Now, everyone off our lawn!
And there is no Alkibiades to come back and save us from ourselves.
(Score: 3, Insightful) by lush7 on Thursday August 15 2024, @07:44AM (5 children)
I can not take anyone seriously who uses that word. Vulgarity can be poetic, humorous, and even beautiful. But, that word is clumsy as all hell. lol (I imagine someone trying to say it five times with a bite of muffins in their mouth).
(Score: 2, Touché) by Anonymous Coward on Thursday August 15 2024, @07:57AM
Mentally, then, always translate it to full-of-shit: to-the-point, beautiful, poetic.
(Score: 2, Touché) by Anonymous Coward on Thursday August 15 2024, @11:34AM (1 child)
I can't take anyone seriously who feels compelled to use "Platform Decay" because their snowflake ears are too fragile to have them exposed
to reality
(Score: 2) by Tork on Thursday August 15 2024, @03:50PM
... he typed loudly.
🏳️🌈 Proud Ally 🏳️🌈
(Score: 2) by janrinok on Thursday August 15 2024, @11:40AM
Probably why children are frequently told not to talk with their mouth full - it is considered impolite and makes speech difficult to comprehend :)
[nostyle RIP 06 May 2025]
(Score: 2) by Reziac on Sunday August 18 2024, @12:36AM
Maybe that's half the point. The word itself reflects its meaning.
And there is no Alkibiades to come back and save us from ourselves.

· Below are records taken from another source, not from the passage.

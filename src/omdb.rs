use anyhow::Context;
use async_trait::async_trait;
use reqwest::Client;
use serde::Deserialize;
use std::env;
use thiserror::Error;

use crate::models::MovieSummary;

const OMDB_BASE: &str = "https://www.omdbapi.com/";
const DEFAULT_REMOTE_MESSAGE: &str = "No results found.";

/// Failure kinds at the remote-fetch boundary. `Remote` is a logical
/// failure reported by the source (no matches, invalid key); `Network`
/// covers transport and non-success HTTP status; `Parse` covers
/// unexpected response shapes and fails closed.
#[derive(Debug, Error)]
pub enum FetchError {
    #[error("network error: {0}")]
    Network(String),
    #[error("{0}")]
    Remote(String),
    #[error("unexpected response: {0}")]
    Parse(String),
}

/// Lightweight hit from the search endpoint; lacks detail fields.
#[derive(Debug, Clone)]
pub struct SearchHit {
    pub title: String,
    pub year: String,
    pub imdb_id: String,
    pub poster: Option<String>,
}

#[derive(Debug, Clone)]
pub struct SearchPage {
    pub hits: Vec<SearchHit>,
    /// Total across all pages, reported by the search step.
    pub total_results: u32,
}

#[async_trait]
pub trait OmdbApi: Send + Sync {
    async fn search_movies(&self, query: &str, page: u32) -> Result<SearchPage, FetchError>;
    async fn fetch_detail(&self, imdb_id: &str) -> Result<MovieSummary, FetchError>;
}

#[derive(Debug, Clone)]
pub struct OmdbClient {
    client: Client,
    api_key: String,
    base_url: String,
}

impl OmdbClient {
    pub fn from_env() -> anyhow::Result<Self> {
        let api_key = env::var("OMDB_API_KEY").context("OMDB_API_KEY not set")?;
        Ok(Self {
            client: Client::new(),
            api_key,
            base_url: OMDB_BASE.to_string(),
        })
    }

    async fn get_json<T: for<'de> Deserialize<'de>>(&self, url: &str) -> Result<T, FetchError> {
        let res = self
            .client
            .get(url)
            .send()
            .await
            .map_err(|e| FetchError::Network(format!("request failed: {e}")))?;
        let status = res.status();
        let text = res
            .text()
            .await
            .map_err(|e| FetchError::Network(format!("reading body failed: {e}")))?;
        if !status.is_success() {
            return Err(FetchError::Network(format!("{status} -> {text}")));
        }
        serde_json::from_str(&text).map_err(|e| FetchError::Parse(e.to_string()))
    }
}

#[async_trait]
impl OmdbApi for OmdbClient {
    async fn search_movies(&self, query: &str, page: u32) -> Result<SearchPage, FetchError> {
        let url = format!(
            "{}?apikey={}&s={}&type=movie&page={}",
            self.base_url,
            self.api_key,
            urlencoding::encode(query),
            page
        );
        let data: SearchResponse = self.get_json(&url).await?;
        if data.response != "True" {
            return Err(FetchError::Remote(
                data.error
                    .unwrap_or_else(|| DEFAULT_REMOTE_MESSAGE.to_string()),
            ));
        }
        let total_results = data
            .total_results
            .as_deref()
            .and_then(|t| t.parse().ok())
            .unwrap_or(0);
        let hits = data
            .search
            .into_iter()
            .map(|hit| SearchHit {
                title: hit.title,
                year: hit.year,
                imdb_id: hit.imdb_id,
                poster: presence(hit.poster),
            })
            .collect();
        Ok(SearchPage {
            hits,
            total_results,
        })
    }

    async fn fetch_detail(&self, imdb_id: &str) -> Result<MovieSummary, FetchError> {
        let url = format!(
            "{}?apikey={}&i={}&plot=short",
            self.base_url,
            self.api_key,
            urlencoding::encode(imdb_id)
        );
        let data: DetailResponse = self.get_json(&url).await?;
        if data.response != "True" {
            return Err(FetchError::Remote(
                data.error
                    .unwrap_or_else(|| DEFAULT_REMOTE_MESSAGE.to_string()),
            ));
        }
        let title = data
            .title
            .ok_or_else(|| FetchError::Parse(format!("detail for {imdb_id} lacks a title")))?;
        Ok(MovieSummary {
            title,
            year: data.year.unwrap_or_else(|| "N/A".to_string()),
            poster: presence(data.poster),
            plot: presence(data.plot),
            rated: presence(data.rated),
            runtime: presence(data.runtime),
            genre: presence(data.genre),
            imdb_id: data.imdb_id.unwrap_or_else(|| imdb_id.to_string()),
        })
    }
}

// The source marks absent fields with the literal "N/A".
fn presence(value: Option<String>) -> Option<String> {
    value.filter(|v| !v.is_empty() && v != "N/A")
}

#[derive(Debug, Deserialize)]
struct SearchResponse {
    #[serde(rename = "Response")]
    response: String,
    #[serde(rename = "Error")]
    error: Option<String>,
    #[serde(rename = "Search", default)]
    search: Vec<WireHit>,
    #[serde(rename = "totalResults")]
    total_results: Option<String>,
}

#[derive(Debug, Deserialize)]
struct WireHit {
    #[serde(rename = "Title")]
    title: String,
    #[serde(rename = "Year")]
    year: String,
    #[serde(rename = "imdbID")]
    imdb_id: String,
    #[serde(rename = "Poster")]
    poster: Option<String>,
}

#[derive(Debug, Deserialize)]
struct DetailResponse {
    #[serde(rename = "Response")]
    response: String,
    #[serde(rename = "Error")]
    error: Option<String>,
    #[serde(rename = "Title")]
    title: Option<String>,
    #[serde(rename = "Year")]
    year: Option<String>,
    #[serde(rename = "Poster")]
    poster: Option<String>,
    #[serde(rename = "Plot")]
    plot: Option<String>,
    #[serde(rename = "Rated")]
    rated: Option<String>,
    #[serde(rename = "Runtime")]
    runtime: Option<String>,
    #[serde(rename = "Genre")]
    genre: Option<String>,
    #[serde(rename = "imdbID")]
    imdb_id: Option<String>,
}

(Score: 5, Insightful) by bzipitidoo on Thursday August 15 2024, @01:33PM
I do IT work for a small company. Yet the boss farmed out the work of creating and maintaining a website to a service that specializes in that. I admit their knowledge of that domain is greater than mine. However, now the company is stuck. Changing website hosts would be difficult. Even though the site is based on WordPress, which is free software, they have too carefully kept control of the files. We can only make changes through a web based interface that limits what we can do. I asked them for the files in /var/www or wherever they keep the files. Instead, they fobbed me off with slightly greater access through WordPress, and acted as if they had satisfied my request. We can't update anything ourselves, certainly not WordPress to a newer version.
The boss is not a computer expert and does not understand what they've done. Could we port our own domain name, like we could a telephone number? It can be done, but not as easily as a telephone number.
Another example of SaaS like crap is everywhere, in organizational forms. The minions who work for organizations are too tight with their forms. They'll grudgingly give out PDF versions that often cannot be easily filled in electronically, so that the applicant ends up having to print it out and fill it in with handwritten info. When I have asked for the source-- the Word document or whatever they used to make the PDF-- they play stupid, act as if I had asked for a digital version, and give me the PDF again. What's going on is that they see the making of forms as one of their primary job functions, and if they give out that work, they fear their job might no longer be needed and will be eliminated. Sometimes, though, it's management that fights this, fearing that rival businesses will copy and use the forms they made.
What really gets under their skin is going to the trouble of recreating a form from scratch. They don't at all like being shown how easy it is to copy a form in that fashion. The worst ones will be all butthurt and whine that I've somehow violated their rights. Sometimes I get nitpicking, with absurd claims that my reverse engineered copy is somehow unacceptable, even though a printout of it is just fine.
How to change this attitude? Maybe the only way is for customers to make them change, by demanding more digital and more standardized forms.